Breast to shoulder muscle energy technique – Find the maximum stretch, press for 7 secs against the wall without any visible movement, and after that increase the max stretch. Repeat for 3-5 times per arm.

Pectoralis minor (small breast) muscle energy technique – Find the maximum stretch, press for 7 secs against the wall without any visible movement, and after that increase the max stretch. Repeat for 3-5 times per arm.

Shoulder abduction muscle energy technique – Find the maximum stretch, press the elbow against the hand for 7 secs against the wall without any visible movement, and after that increase the max stretch. Repeat for 3-5 times per arm.

Neck to shoulder muscle energy technique – Bring the neck into maximum lateral flexion, lightly push the head against the hand for 7 seconds. Then bring the neck further out into a new maximum lateral flexion. Repeat 3-5 times.

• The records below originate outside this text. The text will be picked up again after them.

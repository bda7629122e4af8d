use std::path::PathBuf;

use crate::game::Player;

/// Errors that can occur when loading or validating configuration.
#[derive(Debug, thiserror::Error)]
pub enum ConfigError {
    #[error("failed to read config file {path}: {source}")]
    FileRead {
        path: PathBuf,
        source: std::io::Error,
    },

    #[error("failed to parse TOML: {0}")]
    TomlParse(#[from] toml::de::Error),

    #[error("unknown player strategy '{0}' (expected human, ai, or random)")]
    UnknownStrategy(String),

    #[error("config validation error: {0}")]
    Validation(String),
}

/// Errors that abandon a turn. None of these are recoverable by the
/// coordinator itself; the game stops progressing and awaits a reset.
#[derive(Debug, thiserror::Error)]
pub enum TurnError {
    #[error("{player} ({strategy}) proposed illegal column {column} (legal: {legal:?})")]
    IllegalAgentMove {
        player: Player,
        strategy: &'static str,
        column: usize,
        legal: Vec<usize>,
    },

    #[error("{player} ({strategy}) failed to propose a move")]
    NoMoveProposed {
        player: Player,
        strategy: &'static str,
    },

    #[error("random agent found no legal column after {attempts} attempts")]
    RandomAgentExhausted { attempts: usize },

    #[error("human input channel closed while a move was awaited")]
    InputClosed,

    #[error("game is already over")]
    GameOver,
}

Chest to shoulder mobilization – move in as great range of motion as possible. Repeat 15-30 times.

Shoulder blade stability (medium) – 15-30 repetitions.

Back and shoulder mobilization sweep –Try to keep the elbow and hand on the ground for the entire sweeping movement. 15-30 repetitions.

Upper Back Stability Mobilization – 15-30 exercises where the neck is raised to maximum backwards lifting until you feel tension between the shoulder blades. The neck is then returned down towards the ground / mat. Important is that the neck is made long so that there is no backwards bending of the neck.